Se realizó el inmunofraccionamiento de complejos añadiendo a cada alícuota 2 \mug de un anticuerpo anti-Sp1 (Santa Cruz Biotechnology, Inc., Sp1 sc-59) e incubando a 4ºC durante la noche con rotación en una placa rotatoria. Las muestras se incubaron después con 50 \mul de proteína A/G sepharosa bloqueada durante 4 horas a 4ºC con rotación suave y los inmunocomplejos, que contenían fragmentos de cromatina/anticuerpo Sp1/proteína A/G sepharosa, se recogieron mediante centrifugación a 14.000 g durante 30 segundos, se lavaron dos veces con tampón de bajo contenido en sal (NaCl 150 mM, desoxicolato al 0,5%, SDS al 0,1%, Nonidet P-40 al 1%, EDTA 1 mM, Tris HCl 50 mM, pH 8,0), dos veces con tampón con alto contenido en sal (NaCl 500 mM, desoxicolato al 0,5%, SDS al 0,1%, Nonidet P-40 al 1%, EDTA 1 mM, Tris HCl 50 mM, pH 8,0), dos veces con tampón con LiCl (LiCl 250 mM, desoxicolato al 0,5%, SDS al 0,1%, Nonidet P-40 al 1%, EDTA 1 mM, Tris HCl 50 mM, pH 8,0) y dos veces con tampón TE (Tris HCl 10 mM, EDTA 0,25 mM) pH 8,0. Durante cada lavado, la suspensión se mantuvo con rotación durante 5 minutos a 4ºC. Se trató una alícuota de la cromatina no entrecruzada como anteriormente, pero en ausencia de anticuerpo (fracción sin Ac ) y el primer sobrenadante, después de preclarificar con proteína A/G sepharosa, se guardó como fracción de carga . La cromatina inmunoseleccionada se eluyó de la proteína A/G sepharosa mediante dos extracciones consecutivas con 100 \mul de tampón de elución (SDS al 1%, NaHSO_{3} 100 mM) cada una, con 30 segundos de agitación fuerte en un vortex y centrifugación a 12.000 g durante 2 minutos. Ambos sobrenadantes se combinaron [fracción IP o inmunoprecipitada (Sp1 en la figura 1)] y se incubaron a 65ºC durante la noche para invertir los entrecruzamientos de formaldehído. El ADN de todas las fracciones (fracción sin Ac, fracción de carga, fracción IP) se extrajo después de incubar con proteinasa K y se purificó con un kit de purificación de ADN (kit de purificación de PCR, Qiagen) y se usó para análisis por PCR de los genes diana. Los inventores probaron rutinariamente la especificidad de la inmunoprecipitación de cromatina comprobando la presencia de Sp1 en la fracción IP mediante análisis de inmunotransferencia, llevado a cabo con el anticuerpo usado para inmunoprecipitar los fragmentos de cromatina.

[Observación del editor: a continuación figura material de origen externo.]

//! Classifies a template's changed blocks by cache scope (§4.9), grounded
//! in `orchestration/incremental/block_detector.py::BlockChangeDetector`.
//! Stateless: safe to call concurrently for different templates.

use std::collections::HashSet;
use std::sync::Arc;

use crate::block_cache::BlockCache;
use crate::environment::Environment;
use crate::error::Result;
use crate::introspection::CacheScope;

#[derive(Debug, Clone, Default)]
pub struct BlockChangeSet {
    pub site_scoped: HashSet<String>,
    pub page_scoped: HashSet<String>,
    pub unknown_scoped: HashSet<String>,
}

impl BlockChangeSet {
    pub fn is_empty(&self) -> bool {
        self.site_scoped.is_empty() && self.page_scoped.is_empty() && self.unknown_scoped.is_empty()
    }

    pub fn only_site_scoped(&self) -> bool {
        !self.site_scoped.is_empty() && self.page_scoped.is_empty() && self.unknown_scoped.is_empty()
    }
}

pub struct BlockChangeDetector {
    block_cache: Arc<BlockCache>,
}

impl BlockChangeDetector {
    pub fn new(block_cache: Arc<BlockCache>) -> Self {
        BlockChangeDetector { block_cache }
    }

    pub fn detect_and_classify(&self, env: &Arc<Environment>, template_name: &str) -> Result<BlockChangeSet> {
        let changed_blocks = self.block_cache.detect_changed_blocks(env, template_name)?;
        if changed_blocks.is_empty() {
            return Ok(BlockChangeSet::default());
        }

        let cacheable = self.block_cache.analyze_template(env, template_name)?;

        let mut changes = BlockChangeSet::default();
        for block_name in changed_blocks {
            match cacheable.get(&block_name) {
                Some(CacheScope::Site) => {
                    changes.site_scoped.insert(block_name);
                }
                Some(CacheScope::Page) => {
                    changes.page_scoped.insert(block_name);
                }
                _ => {
                    changes.unknown_scoped.insert(block_name);
                }
            }
        }
        Ok(changes)
    }
}

#[cfg(test)]
mod tests {
    use super::*;

    #[test]
    fn empty_set_reports_empty_and_not_only_site() {
        let changes = BlockChangeSet::default();
        assert!(changes.is_empty());
        assert!(!changes.only_site_scoped());
    }

    #[test]
    fn only_site_scoped_requires_nonempty_site_and_empty_rest() {
        let mut changes = BlockChangeSet::default();
        changes.site_scoped.insert("nav".to_string());
        assert!(changes.only_site_scoped());
        changes.page_scoped.insert("content".to_string());
        assert!(!changes.only_site_scoped());
    }
}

1.3 Análisis por PCR de la cromatina inmunoprecipitada
Para comprobar si la fracción de cromatina inmunoprecipitada contenía genes con Sp1 unido al promotor entre el conjunto de ADN, se analizaron las fracciones de ADN (fracción sin Ac, fracción de carga, fracción IP) mediante PCR usando cebadores específicos para cada gen para amplificar productos de 180-300 pb de longitud, que corresponden a las regiones del promotor o codificantes de los genes diana. Para el análisis se usaron diluciones 1:5.000 de la fracción de carga, 1:30 de la fracción IP y de la fracción sin Ac. El análisis por PCR de las muestras se hizo usando los siguientes cebadores:
5
1.4 Resultados
Los resultados obtenidos se muestran en la figura 1. El ensayo IPC con un anticuerpo anti-Sp1 confirmó que Sp1 se une a los promotores de los genes seleccionados. De los 11 genes analizados, la expresión de 9 de dichos genes (ID4, PIGPC1, MTHFR, PTGES, SSB1, HNRPA2B1, MRS3, HARC y GSTM) aumentó en hígado de ratones MAT1A-KO comparada con la expresión de los mismos en hígado de ratones WT, mientras que los niveles de expresión de 2 genes (RGN y GGa2) era similar en hígados de ratones WT y MAT1A-KO.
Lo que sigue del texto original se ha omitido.